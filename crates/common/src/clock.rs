//! Clock and timing utilities for the bake loop.
//!
//! The bake never looks at wall time to decide what to render. Every frame
//! timestamp comes from a [`PresentationClock`] that advances one frame per
//! tick; [`SessionClock`] only measures how long the bake took.

use std::time::Instant;

pub const NANOS_PER_SEC: i64 = 1_000_000_000;
pub const NANOS_PER_MILLI: i64 = 1_000_000;
pub const NANOS_PER_MICRO: i64 = 1_000;

/// Longest timeline whose nanosecond timestamps fit an `i64`.
pub const MAX_TIMELINE_MS: u64 = (i64::MAX / NANOS_PER_MILLI) as u64;

/// Frame-indexed presentation clock.
///
/// The clock starts one frame before zero so the first [`tick`](Self::tick)
/// lands on exactly `0`. Timestamps are derived from the frame index
/// (`index * 1e9 / fps`) rather than accumulated, so no rounding error
/// builds up over long timelines.
#[derive(Debug, Clone)]
pub struct PresentationClock {
    fps: u32,
    frame_index: i64,
}

impl PresentationClock {
    /// Create a clock seeded one frame before zero.
    pub fn new(fps: u32) -> Self {
        Self {
            fps: fps.max(1),
            frame_index: -1,
        }
    }

    /// Advance by one frame and return the new timestamp in nanoseconds.
    pub fn tick(&mut self) -> i64 {
        self.frame_index += 1;
        self.pts_ns()
    }

    /// Current timestamp in nanoseconds.
    pub fn pts_ns(&self) -> i64 {
        (self.frame_index as i128 * NANOS_PER_SEC as i128 / self.fps as i128) as i64
    }

    /// Current timestamp in microseconds.
    pub fn pts_us(&self) -> i64 {
        self.pts_ns() / NANOS_PER_MICRO
    }

    /// Current timestamp in milliseconds.
    pub fn pts_ms(&self) -> i64 {
        self.pts_ns() / NANOS_PER_MILLI
    }

    /// Index of the current frame (-1 before the first tick).
    pub fn frame_index(&self) -> i64 {
        self.frame_index
    }

    /// Nominal frame duration in nanoseconds.
    pub fn frame_duration_ns(&self) -> i64 {
        NANOS_PER_SEC / self.fps as i64
    }

    pub fn fps(&self) -> u32 {
        self.fps
    }
}

/// Wall-clock measurement of a bake session.
#[derive(Debug, Clone)]
pub struct SessionClock {
    /// The instant the session started.
    epoch: Instant,

    /// Wall-clock time at epoch (RFC 3339 string).
    epoch_wall: String,
}

impl SessionClock {
    /// Create a session clock anchored to now.
    pub fn start() -> Self {
        Self {
            epoch: Instant::now(),
            epoch_wall: chrono::Utc::now().to_rfc3339(),
        }
    }

    /// Seconds elapsed since the session started.
    pub fn elapsed_secs(&self) -> f64 {
        self.epoch.elapsed().as_secs_f64()
    }

    /// Wall-clock time at session start.
    pub fn epoch_wall(&self) -> &str {
        &self.epoch_wall
    }
}

/// Convert milliseconds to nanoseconds, `None` past [`MAX_TIMELINE_MS`].
pub fn ms_to_ns(ms: u64) -> Option<i64> {
    i64::try_from(ms).ok()?.checked_mul(NANOS_PER_MILLI)
}

/// Convert milliseconds to microseconds, `None` on overflow.
pub fn ms_to_us(ms: u64) -> Option<i64> {
    i64::try_from(ms).ok()?.checked_mul(1_000)
}

/// Convert nanoseconds to microseconds.
pub fn ns_to_us(ns: i64) -> i64 {
    ns / NANOS_PER_MICRO
}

> **What the task asks**: Return each line above precisely as written.

> **Response to this exercise**:
filename crates/common/src/clock.rs
//! Clock and timing utilities for the bake loop.
//!
//! The bake never looks at wall time to decide what to render. Every frame
//! timestamp comes from a [`PresentationClock`] that advances one frame per
//! tick; [`SessionClock`] only measures how long the bake took.

use std::time::Instant;

pub const NANOS_PER_SEC: i64 = 1_000_000_000;
pub const NANOS_PER_MILLI: i64 = 1_000_000;
pub const NANOS_PER_MICRO: i64 = 1_000;

/// Longest timeline whose nanosecond timestamps fit an `i64`.
pub const MAX_TIMELINE_MS: u64 = (i64::MAX / NANOS_PER_MILLI) as u64;

/// Frame-indexed presentation clock.
///
/// The clock starts one frame before zero so the first [`tick`](Self::tick)
/// lands on exactly `0`. Timestamps are derived from the frame index
/// (`index * 1e9 / fps`) rather than accumulated, so no rounding error
/// builds up over long timelines.
#[derive(Debug, Clone)]
pub struct PresentationClock {
    fps: u32,
    frame_index: i64,
}

impl PresentationClock {
    /// Create a clock seeded one frame before zero.
    pub fn new(fps: u32) -> Self {
        Self {
            fps: fps.max(1),
            frame_index: -1,
        }
    }

    /// Advance by one frame and return the new timestamp in nanoseconds.
    pub fn tick(&mut self) -> i64 {
        self.frame_index += 1;
        self.pts_ns()
    }

    /// Current timestamp in nanoseconds.
    pub fn pts_ns(&self) -> i64 {
        (self.frame_index as i128 * NANOS_PER_SEC as i128 / self.fps as i128) as i64
    }

    /// Current timestamp in microseconds.
    pub fn pts_us(&self) -> i64 {
        self.pts_ns() / NANOS_PER_MICRO
    }

    /// Current timestamp in milliseconds.
    pub fn pts_ms(&self) -> i64 {
        self.pts_ns() / NANOS_PER_MILLI
    }

    /// Index of the current frame (-1 before the first tick).
    pub fn frame_index(&self) -> i64 {
        self.frame_index
    }

    /// Nominal frame duration in nanoseconds.
    pub fn frame_duration_ns(&self) -> i64 {
        NANOS_PER_SEC / self.fps as i64
    }

    pub fn fps(&self) -> u32 {
        self.fps
    }
}

/// Wall-clock measurement of a bake session.
#[derive(Debug, Clone)]
pub struct SessionClock {
    /// The instant the session started.
    epoch: Instant,

    /// Wall-clock time at epoch (RFC 3339 string).
    epoch_wall: String,
}

impl SessionClock {
    /// Create a session clock anchored to now.
    pub fn start() -> Self {
        Self {
            epoch: Instant::now(),
            epoch_wall: chrono::Utc::now().to_rfc3339(),
        }
    }

    /// Seconds elapsed since the session started.
    pub fn elapsed_secs(&self) -> f64 {
        self.epoch.elapsed().as_secs_f64()
    }

    /// Wall-clock time at session start.
    pub fn epoch_wall(&self) -> &str {
        &self.epoch_wall
    }
}

/// Convert milliseconds to nanoseconds, `None` past [`MAX_TIMELINE_MS`].
pub fn ms_to_ns(ms: u64) -> Option<i64> {
    i64::try_from(ms).ok()?.checked_mul(NANOS_PER_MILLI)
}

/// Convert milliseconds to microseconds, `None` on overflow.
pub fn ms_to_us(ms: u64) -> Option<i64> {
    i64::try_from(ms).ok()?.checked_mul(1_000)
}

/// Convert nanoseconds to microseconds.
pub fn ns_to_us(ns: i64) -> i64 {
    ns / NANOS_PER_MICRO
}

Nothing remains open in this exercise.